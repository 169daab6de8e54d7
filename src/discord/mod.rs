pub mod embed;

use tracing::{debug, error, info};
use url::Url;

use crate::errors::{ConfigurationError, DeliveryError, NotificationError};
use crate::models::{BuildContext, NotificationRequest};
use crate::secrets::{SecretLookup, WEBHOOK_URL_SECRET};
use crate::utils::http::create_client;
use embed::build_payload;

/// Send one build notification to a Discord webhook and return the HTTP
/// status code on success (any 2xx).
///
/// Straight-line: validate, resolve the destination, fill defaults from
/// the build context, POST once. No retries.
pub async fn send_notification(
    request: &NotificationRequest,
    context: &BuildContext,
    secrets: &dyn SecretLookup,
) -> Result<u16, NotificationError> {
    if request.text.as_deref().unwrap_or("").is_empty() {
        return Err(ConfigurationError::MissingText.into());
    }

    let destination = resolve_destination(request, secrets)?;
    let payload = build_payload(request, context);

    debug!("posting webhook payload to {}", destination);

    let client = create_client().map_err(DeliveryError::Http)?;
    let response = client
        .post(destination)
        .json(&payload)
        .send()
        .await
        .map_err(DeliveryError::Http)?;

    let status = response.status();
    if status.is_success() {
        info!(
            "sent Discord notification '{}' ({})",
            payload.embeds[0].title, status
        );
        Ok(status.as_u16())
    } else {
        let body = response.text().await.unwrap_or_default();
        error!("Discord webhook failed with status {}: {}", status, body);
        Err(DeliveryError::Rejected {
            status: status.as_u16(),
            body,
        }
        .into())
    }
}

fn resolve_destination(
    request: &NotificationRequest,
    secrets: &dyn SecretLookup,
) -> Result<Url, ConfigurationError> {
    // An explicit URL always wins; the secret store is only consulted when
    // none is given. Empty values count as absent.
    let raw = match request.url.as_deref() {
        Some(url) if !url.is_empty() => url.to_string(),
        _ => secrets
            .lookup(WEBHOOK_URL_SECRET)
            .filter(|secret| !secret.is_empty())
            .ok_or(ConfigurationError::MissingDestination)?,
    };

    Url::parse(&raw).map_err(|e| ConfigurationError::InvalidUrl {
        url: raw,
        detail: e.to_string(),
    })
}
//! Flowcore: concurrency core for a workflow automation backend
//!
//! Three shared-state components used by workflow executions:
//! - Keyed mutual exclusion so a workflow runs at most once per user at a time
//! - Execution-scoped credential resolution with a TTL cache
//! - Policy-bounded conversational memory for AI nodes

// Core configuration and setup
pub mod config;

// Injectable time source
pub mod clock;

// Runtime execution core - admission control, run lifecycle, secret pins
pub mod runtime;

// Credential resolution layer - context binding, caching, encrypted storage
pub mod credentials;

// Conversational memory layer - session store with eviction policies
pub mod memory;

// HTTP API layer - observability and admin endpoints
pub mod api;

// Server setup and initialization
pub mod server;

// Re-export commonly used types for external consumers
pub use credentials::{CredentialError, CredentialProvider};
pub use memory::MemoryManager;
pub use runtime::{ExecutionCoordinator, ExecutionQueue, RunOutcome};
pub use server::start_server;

.....

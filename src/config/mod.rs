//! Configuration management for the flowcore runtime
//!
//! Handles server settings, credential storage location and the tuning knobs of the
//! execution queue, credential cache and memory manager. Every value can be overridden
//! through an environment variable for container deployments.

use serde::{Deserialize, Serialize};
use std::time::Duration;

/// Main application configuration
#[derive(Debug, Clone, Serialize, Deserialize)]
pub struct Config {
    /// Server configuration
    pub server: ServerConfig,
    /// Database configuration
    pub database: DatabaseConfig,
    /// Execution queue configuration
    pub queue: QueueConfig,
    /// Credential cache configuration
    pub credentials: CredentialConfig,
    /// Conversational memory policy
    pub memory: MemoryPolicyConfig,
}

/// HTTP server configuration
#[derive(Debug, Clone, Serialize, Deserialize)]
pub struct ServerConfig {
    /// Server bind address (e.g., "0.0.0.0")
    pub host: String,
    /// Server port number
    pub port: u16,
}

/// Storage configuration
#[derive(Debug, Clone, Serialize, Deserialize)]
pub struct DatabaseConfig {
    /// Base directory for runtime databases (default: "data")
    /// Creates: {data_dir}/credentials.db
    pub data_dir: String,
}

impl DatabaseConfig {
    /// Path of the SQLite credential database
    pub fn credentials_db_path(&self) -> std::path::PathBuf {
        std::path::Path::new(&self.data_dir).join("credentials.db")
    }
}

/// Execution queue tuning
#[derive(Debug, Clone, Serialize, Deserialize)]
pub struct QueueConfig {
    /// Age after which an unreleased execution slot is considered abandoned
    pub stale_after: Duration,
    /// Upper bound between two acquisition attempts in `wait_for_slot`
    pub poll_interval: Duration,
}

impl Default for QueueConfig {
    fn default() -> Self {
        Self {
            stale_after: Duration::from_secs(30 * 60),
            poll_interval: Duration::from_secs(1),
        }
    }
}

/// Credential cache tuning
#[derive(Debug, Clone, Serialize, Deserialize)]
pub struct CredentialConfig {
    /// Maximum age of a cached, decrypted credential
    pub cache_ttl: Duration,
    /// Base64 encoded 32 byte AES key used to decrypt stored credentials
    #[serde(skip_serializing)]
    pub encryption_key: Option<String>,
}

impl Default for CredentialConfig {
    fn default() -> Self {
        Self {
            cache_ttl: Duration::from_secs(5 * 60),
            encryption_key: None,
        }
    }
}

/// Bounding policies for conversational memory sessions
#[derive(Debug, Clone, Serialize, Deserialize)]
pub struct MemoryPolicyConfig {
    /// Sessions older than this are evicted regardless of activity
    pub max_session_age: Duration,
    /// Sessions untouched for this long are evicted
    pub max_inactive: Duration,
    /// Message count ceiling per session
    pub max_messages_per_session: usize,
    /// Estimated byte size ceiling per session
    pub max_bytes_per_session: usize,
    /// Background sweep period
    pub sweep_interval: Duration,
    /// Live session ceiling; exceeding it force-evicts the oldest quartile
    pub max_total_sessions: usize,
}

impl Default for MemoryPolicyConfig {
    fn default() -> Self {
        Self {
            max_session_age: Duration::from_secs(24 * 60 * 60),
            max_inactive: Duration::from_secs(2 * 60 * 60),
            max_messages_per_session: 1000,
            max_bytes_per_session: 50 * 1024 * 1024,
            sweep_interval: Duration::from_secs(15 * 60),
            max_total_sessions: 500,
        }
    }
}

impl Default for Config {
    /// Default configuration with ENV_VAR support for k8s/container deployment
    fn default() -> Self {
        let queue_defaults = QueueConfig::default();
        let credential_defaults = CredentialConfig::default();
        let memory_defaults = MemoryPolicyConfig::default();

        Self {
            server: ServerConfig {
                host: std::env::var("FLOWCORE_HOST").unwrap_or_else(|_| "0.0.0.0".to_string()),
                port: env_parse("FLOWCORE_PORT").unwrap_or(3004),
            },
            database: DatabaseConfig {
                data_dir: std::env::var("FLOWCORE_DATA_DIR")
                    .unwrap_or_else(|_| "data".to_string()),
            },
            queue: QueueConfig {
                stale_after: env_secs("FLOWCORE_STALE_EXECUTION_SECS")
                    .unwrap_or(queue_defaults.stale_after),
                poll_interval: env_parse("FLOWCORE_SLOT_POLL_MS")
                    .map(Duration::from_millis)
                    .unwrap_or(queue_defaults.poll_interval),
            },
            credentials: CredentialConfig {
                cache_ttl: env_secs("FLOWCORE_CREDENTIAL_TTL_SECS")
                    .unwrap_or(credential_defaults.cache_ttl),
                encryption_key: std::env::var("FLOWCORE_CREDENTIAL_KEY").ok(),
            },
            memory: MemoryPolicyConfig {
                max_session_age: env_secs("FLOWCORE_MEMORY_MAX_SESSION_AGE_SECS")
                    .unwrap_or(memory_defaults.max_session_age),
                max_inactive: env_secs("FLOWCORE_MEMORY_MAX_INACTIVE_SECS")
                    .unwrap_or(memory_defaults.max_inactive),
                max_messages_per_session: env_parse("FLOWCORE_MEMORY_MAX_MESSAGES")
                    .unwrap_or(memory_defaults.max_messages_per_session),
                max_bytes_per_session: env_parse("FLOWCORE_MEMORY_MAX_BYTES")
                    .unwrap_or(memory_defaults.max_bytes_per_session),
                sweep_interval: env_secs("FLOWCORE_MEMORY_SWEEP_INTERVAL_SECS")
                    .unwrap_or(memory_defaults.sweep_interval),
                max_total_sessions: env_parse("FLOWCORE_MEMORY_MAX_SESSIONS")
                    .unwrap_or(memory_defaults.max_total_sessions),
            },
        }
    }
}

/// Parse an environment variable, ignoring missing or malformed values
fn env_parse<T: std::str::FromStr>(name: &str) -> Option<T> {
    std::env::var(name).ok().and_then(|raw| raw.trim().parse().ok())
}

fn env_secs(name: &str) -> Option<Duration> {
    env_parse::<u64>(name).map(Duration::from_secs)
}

.....

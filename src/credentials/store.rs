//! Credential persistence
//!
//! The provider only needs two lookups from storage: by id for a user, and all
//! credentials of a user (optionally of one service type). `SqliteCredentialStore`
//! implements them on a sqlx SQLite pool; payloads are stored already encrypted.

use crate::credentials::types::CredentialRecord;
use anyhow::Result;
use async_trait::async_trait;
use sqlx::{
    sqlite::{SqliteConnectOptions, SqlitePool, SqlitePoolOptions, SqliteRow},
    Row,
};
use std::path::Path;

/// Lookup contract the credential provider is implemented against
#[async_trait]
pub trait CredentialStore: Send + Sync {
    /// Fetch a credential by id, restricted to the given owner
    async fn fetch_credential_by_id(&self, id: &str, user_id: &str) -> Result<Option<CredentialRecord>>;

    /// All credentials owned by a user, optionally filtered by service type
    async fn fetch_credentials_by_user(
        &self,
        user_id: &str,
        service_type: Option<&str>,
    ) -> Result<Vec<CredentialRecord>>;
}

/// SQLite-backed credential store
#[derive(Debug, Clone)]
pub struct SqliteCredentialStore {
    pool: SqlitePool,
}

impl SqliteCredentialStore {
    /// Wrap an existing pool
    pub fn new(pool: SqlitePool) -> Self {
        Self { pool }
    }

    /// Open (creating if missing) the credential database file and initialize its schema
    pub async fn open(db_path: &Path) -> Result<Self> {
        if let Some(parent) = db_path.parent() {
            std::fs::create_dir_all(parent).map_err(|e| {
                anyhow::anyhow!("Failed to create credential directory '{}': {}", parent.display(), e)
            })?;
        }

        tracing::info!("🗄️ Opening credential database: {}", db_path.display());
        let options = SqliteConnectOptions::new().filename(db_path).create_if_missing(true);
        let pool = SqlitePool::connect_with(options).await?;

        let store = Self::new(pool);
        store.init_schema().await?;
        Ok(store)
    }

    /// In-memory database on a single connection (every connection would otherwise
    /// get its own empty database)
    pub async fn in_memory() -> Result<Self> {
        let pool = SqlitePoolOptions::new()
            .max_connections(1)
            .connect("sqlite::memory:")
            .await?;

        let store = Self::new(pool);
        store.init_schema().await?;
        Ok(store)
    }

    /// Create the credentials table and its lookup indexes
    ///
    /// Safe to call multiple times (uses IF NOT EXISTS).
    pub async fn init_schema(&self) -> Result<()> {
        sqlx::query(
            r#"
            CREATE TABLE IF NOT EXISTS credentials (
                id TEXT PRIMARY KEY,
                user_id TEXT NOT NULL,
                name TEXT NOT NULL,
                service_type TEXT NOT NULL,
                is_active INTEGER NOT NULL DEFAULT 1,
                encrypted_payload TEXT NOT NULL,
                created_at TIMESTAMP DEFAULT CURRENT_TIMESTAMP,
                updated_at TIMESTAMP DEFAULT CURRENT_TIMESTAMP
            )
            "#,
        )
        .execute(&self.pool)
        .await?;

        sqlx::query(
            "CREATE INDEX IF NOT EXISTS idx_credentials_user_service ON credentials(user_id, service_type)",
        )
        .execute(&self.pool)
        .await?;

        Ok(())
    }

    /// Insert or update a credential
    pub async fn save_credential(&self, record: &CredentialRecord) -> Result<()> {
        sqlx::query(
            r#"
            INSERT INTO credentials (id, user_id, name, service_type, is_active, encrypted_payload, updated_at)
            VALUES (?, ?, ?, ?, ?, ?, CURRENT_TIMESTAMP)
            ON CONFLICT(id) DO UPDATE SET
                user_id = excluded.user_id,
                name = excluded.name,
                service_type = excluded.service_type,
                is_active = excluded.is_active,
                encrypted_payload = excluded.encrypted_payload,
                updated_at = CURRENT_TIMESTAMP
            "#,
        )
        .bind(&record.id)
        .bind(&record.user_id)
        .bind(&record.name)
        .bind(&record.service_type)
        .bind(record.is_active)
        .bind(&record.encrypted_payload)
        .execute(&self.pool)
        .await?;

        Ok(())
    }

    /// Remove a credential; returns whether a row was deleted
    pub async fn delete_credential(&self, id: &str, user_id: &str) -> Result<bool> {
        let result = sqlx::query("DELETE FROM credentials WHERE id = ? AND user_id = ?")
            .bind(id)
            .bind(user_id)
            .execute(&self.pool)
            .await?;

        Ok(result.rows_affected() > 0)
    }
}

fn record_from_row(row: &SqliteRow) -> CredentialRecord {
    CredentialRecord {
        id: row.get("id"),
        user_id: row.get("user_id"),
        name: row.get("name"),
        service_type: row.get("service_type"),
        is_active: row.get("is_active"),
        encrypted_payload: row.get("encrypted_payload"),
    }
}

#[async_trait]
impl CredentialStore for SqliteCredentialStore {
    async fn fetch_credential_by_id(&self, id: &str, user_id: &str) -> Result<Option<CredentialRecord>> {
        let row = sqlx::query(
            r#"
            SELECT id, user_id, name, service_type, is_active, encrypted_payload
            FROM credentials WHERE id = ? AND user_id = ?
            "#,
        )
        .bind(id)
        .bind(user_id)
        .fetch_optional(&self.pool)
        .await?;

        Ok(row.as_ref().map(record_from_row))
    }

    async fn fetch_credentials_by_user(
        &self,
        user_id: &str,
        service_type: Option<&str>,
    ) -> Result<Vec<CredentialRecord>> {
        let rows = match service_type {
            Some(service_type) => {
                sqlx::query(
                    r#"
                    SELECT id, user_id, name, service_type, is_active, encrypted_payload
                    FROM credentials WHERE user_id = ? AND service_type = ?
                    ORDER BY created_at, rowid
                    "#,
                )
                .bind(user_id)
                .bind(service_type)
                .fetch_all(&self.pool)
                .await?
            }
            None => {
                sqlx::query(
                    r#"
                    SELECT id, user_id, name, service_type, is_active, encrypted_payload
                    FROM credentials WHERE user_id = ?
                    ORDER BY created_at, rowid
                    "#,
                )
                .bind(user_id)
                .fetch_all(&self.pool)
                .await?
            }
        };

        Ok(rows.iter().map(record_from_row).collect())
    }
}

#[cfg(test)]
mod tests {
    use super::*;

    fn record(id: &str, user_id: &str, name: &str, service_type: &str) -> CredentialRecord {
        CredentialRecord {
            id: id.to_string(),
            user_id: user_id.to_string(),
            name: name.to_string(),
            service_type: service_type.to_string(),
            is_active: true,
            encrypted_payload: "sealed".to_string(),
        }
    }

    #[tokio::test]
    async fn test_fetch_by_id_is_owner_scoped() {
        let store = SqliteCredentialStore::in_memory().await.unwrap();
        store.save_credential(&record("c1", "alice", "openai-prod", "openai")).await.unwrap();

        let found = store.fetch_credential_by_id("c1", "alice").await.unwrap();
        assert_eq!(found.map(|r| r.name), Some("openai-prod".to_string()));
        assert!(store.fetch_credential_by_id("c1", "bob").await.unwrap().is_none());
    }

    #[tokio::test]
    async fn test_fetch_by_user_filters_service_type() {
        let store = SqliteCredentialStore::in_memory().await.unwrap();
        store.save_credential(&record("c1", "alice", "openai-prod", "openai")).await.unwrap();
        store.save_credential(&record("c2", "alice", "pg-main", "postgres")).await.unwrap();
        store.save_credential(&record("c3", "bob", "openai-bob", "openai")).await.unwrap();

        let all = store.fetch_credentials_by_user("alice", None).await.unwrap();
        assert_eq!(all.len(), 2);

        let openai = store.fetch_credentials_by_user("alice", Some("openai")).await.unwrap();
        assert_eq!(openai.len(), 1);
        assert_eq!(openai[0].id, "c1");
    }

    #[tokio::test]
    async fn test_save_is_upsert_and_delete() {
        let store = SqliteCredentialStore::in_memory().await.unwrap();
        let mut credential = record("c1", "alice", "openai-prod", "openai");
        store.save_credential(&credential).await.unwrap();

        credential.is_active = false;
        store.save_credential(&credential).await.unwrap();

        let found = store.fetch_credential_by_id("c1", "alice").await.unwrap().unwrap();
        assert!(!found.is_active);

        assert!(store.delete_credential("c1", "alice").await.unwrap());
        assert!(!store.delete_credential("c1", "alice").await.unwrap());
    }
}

.....

EXERCISE DIRECTIONS
Go through the material line by line. Show each line that contains the string "status".

ANSWER FOR THIS EXERCISE
/// status code on success (any 2xx).
    let status = response.status();
    if status.is_success() {
            payload.embeds[0].title, status
        Ok(status.as_u16())
        error!("Discord webhook failed with status {}: {}", status, body);
            status: status.as_u16(),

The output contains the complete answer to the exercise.